TASK INSTRUCTIONS: Every line below from the one containing "pub fn scope<R, F>(&self, f: F)" through the one containing "if let Err(err)" must be transcribed exactly. Omit all lines outside that stretch.

[PROVIDED DATA]

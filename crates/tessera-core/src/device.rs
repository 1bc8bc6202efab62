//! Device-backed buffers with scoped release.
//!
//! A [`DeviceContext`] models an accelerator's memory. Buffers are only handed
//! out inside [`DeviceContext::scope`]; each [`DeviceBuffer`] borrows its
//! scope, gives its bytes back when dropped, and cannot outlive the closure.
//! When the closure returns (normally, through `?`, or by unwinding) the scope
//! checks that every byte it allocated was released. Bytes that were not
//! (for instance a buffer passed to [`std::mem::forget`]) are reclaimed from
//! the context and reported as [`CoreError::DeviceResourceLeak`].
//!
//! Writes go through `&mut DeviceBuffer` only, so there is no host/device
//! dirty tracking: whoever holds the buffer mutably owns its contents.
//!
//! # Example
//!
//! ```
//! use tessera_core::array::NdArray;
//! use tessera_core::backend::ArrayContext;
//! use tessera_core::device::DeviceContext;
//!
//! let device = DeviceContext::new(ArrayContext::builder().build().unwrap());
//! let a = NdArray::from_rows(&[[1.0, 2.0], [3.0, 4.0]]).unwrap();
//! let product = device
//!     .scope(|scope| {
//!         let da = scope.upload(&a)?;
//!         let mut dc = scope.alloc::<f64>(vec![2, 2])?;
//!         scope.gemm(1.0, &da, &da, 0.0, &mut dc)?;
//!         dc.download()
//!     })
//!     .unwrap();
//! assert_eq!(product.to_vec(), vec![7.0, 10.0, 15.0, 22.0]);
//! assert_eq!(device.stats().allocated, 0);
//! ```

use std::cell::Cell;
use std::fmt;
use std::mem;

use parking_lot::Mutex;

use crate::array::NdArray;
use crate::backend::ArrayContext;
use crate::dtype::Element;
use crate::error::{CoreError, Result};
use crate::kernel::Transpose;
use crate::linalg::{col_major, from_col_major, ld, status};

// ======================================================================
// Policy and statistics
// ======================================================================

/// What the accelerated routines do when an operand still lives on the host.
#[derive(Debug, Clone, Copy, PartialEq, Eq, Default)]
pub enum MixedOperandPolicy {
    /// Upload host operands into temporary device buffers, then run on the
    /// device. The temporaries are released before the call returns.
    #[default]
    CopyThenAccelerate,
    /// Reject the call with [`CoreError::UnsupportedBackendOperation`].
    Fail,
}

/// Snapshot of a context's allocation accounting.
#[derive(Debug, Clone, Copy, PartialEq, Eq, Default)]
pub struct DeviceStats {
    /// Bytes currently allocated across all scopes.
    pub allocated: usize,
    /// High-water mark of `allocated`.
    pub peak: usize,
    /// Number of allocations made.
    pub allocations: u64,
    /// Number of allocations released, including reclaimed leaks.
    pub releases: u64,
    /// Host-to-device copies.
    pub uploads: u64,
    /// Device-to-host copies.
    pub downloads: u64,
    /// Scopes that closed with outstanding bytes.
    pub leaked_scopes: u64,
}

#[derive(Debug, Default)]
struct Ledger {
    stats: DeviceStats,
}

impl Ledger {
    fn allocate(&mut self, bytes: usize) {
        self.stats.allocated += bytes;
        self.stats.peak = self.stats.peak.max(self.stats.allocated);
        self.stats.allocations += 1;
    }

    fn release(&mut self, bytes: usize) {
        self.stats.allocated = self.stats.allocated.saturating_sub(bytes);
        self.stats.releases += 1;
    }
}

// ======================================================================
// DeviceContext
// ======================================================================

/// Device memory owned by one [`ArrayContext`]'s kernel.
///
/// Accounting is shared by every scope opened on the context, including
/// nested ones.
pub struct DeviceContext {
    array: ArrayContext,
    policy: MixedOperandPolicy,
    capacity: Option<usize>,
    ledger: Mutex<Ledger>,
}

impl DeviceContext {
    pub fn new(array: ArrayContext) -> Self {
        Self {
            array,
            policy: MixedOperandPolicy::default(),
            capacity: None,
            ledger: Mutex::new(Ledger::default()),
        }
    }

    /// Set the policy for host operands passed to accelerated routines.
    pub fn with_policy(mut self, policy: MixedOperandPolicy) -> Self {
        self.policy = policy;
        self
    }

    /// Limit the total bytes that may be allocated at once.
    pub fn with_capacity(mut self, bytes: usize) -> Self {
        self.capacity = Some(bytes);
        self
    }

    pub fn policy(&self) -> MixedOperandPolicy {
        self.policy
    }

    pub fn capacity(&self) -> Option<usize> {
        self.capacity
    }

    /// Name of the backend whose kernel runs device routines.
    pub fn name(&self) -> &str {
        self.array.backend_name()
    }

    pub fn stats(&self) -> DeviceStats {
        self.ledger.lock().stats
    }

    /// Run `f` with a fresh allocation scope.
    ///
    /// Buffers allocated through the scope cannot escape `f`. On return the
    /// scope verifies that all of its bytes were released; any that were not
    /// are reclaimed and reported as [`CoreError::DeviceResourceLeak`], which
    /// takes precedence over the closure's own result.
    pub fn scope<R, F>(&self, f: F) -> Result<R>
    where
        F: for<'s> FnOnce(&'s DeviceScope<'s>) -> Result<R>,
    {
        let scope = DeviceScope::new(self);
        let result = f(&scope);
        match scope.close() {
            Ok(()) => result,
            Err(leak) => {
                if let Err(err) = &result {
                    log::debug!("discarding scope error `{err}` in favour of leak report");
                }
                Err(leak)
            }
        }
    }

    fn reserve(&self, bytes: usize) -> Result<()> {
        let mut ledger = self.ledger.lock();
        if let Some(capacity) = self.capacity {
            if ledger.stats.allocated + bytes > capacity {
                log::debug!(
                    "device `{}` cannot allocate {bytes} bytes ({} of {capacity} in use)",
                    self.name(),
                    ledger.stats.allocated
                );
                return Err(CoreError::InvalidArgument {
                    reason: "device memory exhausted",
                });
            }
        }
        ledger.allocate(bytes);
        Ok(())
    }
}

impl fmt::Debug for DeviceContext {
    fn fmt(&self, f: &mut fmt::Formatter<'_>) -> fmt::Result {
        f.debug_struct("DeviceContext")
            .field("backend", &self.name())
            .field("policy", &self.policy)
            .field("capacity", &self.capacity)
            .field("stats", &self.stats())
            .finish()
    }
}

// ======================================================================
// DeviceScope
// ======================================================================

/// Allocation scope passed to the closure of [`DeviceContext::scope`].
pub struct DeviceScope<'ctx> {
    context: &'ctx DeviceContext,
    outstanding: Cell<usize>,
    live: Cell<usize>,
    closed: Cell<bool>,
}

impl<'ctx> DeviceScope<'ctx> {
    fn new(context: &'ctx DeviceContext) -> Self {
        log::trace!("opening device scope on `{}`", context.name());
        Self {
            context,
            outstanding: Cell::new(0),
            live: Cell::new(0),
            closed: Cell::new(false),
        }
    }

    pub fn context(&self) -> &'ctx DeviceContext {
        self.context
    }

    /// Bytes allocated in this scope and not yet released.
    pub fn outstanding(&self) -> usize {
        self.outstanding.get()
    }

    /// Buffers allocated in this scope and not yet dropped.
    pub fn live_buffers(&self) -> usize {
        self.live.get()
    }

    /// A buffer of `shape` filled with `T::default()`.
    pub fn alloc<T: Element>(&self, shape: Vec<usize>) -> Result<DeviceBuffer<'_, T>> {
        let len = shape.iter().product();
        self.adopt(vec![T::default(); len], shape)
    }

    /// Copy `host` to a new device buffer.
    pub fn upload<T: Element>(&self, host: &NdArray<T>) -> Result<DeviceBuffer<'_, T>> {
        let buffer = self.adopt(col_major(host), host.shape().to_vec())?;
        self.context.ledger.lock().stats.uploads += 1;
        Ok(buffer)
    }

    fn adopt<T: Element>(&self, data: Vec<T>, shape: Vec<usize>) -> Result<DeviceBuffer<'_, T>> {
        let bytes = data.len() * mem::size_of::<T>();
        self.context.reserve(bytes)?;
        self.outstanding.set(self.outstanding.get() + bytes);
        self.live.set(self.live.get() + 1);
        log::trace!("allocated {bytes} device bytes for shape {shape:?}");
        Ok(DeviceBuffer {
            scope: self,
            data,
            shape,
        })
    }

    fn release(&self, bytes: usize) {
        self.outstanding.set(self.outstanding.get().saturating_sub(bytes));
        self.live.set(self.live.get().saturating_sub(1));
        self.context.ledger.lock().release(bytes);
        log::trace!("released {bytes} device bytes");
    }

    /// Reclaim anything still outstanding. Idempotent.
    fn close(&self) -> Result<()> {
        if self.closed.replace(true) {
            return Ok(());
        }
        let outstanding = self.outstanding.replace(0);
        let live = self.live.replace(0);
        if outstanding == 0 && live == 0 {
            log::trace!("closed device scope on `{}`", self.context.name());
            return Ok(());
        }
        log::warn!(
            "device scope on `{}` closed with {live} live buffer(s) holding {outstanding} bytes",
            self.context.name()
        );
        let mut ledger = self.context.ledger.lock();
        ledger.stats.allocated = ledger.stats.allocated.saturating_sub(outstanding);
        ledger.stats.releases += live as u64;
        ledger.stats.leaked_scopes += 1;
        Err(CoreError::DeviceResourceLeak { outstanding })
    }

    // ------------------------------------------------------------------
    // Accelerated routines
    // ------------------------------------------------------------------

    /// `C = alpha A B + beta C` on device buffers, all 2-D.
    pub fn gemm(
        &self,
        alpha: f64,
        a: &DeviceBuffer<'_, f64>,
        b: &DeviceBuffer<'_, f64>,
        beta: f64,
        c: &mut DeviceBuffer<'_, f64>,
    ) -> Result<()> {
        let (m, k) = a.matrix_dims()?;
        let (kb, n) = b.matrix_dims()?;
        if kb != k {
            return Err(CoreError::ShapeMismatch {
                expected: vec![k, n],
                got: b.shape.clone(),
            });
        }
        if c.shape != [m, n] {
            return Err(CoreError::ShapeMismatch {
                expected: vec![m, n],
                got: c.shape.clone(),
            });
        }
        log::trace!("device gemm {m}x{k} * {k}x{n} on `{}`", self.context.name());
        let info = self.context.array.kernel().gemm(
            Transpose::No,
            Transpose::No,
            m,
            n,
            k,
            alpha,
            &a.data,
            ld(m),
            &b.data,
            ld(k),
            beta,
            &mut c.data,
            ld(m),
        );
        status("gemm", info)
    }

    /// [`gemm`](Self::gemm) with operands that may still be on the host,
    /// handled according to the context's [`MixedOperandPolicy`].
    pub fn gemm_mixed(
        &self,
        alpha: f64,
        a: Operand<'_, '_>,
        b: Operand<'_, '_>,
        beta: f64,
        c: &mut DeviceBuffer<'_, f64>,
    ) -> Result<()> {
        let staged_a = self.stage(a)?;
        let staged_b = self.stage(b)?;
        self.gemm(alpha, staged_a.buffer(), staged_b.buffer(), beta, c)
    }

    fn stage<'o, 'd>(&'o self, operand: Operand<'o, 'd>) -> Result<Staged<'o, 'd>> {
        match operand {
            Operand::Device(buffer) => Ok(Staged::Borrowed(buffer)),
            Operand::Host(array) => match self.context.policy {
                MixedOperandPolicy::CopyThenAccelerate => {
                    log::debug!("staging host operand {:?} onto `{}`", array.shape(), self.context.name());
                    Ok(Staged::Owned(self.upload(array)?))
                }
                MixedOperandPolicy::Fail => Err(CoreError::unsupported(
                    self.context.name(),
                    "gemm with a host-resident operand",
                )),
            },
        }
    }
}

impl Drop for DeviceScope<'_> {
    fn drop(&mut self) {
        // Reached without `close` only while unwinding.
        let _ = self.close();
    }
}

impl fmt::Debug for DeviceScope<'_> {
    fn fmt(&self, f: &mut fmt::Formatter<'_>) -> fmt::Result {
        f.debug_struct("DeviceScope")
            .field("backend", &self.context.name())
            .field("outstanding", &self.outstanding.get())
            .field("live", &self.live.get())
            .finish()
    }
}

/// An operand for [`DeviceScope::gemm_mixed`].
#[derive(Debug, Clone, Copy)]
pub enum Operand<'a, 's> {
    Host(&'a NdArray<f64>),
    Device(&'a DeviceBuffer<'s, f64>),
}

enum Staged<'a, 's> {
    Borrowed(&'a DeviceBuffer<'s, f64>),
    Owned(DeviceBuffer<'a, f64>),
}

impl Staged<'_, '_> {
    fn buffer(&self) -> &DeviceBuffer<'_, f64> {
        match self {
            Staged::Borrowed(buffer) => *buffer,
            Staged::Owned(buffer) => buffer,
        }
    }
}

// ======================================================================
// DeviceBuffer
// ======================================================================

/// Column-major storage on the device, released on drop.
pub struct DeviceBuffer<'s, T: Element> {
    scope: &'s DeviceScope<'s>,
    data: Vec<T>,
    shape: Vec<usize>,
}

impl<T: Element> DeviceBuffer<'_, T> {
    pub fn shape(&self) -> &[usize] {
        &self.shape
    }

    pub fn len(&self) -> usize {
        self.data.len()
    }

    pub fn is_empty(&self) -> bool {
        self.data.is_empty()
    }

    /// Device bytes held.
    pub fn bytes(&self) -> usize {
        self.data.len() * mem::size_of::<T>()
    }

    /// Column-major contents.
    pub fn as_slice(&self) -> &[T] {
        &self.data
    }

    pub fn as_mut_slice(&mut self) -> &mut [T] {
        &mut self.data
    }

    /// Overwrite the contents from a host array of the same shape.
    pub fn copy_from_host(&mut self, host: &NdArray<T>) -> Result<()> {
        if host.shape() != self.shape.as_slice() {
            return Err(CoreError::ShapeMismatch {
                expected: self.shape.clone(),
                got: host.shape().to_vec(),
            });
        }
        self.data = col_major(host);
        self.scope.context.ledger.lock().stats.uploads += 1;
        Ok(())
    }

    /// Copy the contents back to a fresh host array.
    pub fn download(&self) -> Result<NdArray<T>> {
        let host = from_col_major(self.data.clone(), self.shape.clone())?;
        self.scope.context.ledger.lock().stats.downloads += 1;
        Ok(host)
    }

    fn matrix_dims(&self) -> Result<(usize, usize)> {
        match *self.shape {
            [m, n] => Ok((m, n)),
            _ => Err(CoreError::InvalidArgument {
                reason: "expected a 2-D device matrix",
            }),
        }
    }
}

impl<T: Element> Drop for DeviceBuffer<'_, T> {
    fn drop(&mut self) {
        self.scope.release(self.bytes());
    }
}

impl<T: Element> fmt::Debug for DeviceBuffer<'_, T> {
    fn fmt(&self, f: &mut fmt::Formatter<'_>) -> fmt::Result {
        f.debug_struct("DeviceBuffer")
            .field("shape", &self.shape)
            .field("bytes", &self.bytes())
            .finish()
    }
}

[/PROVIDED DATA]

ANSWER AREA:
    pub fn scope<R, F>(&self, f: F) -> Result<R>
    where
        F: for<'s> FnOnce(&'s DeviceScope<'s>) -> Result<R>,
    {
        let scope = DeviceScope::new(self);
        let result = f(&scope);
        match scope.close() {
            Ok(()) => result,
            Err(leak) => {
                if let Err(err) = &result {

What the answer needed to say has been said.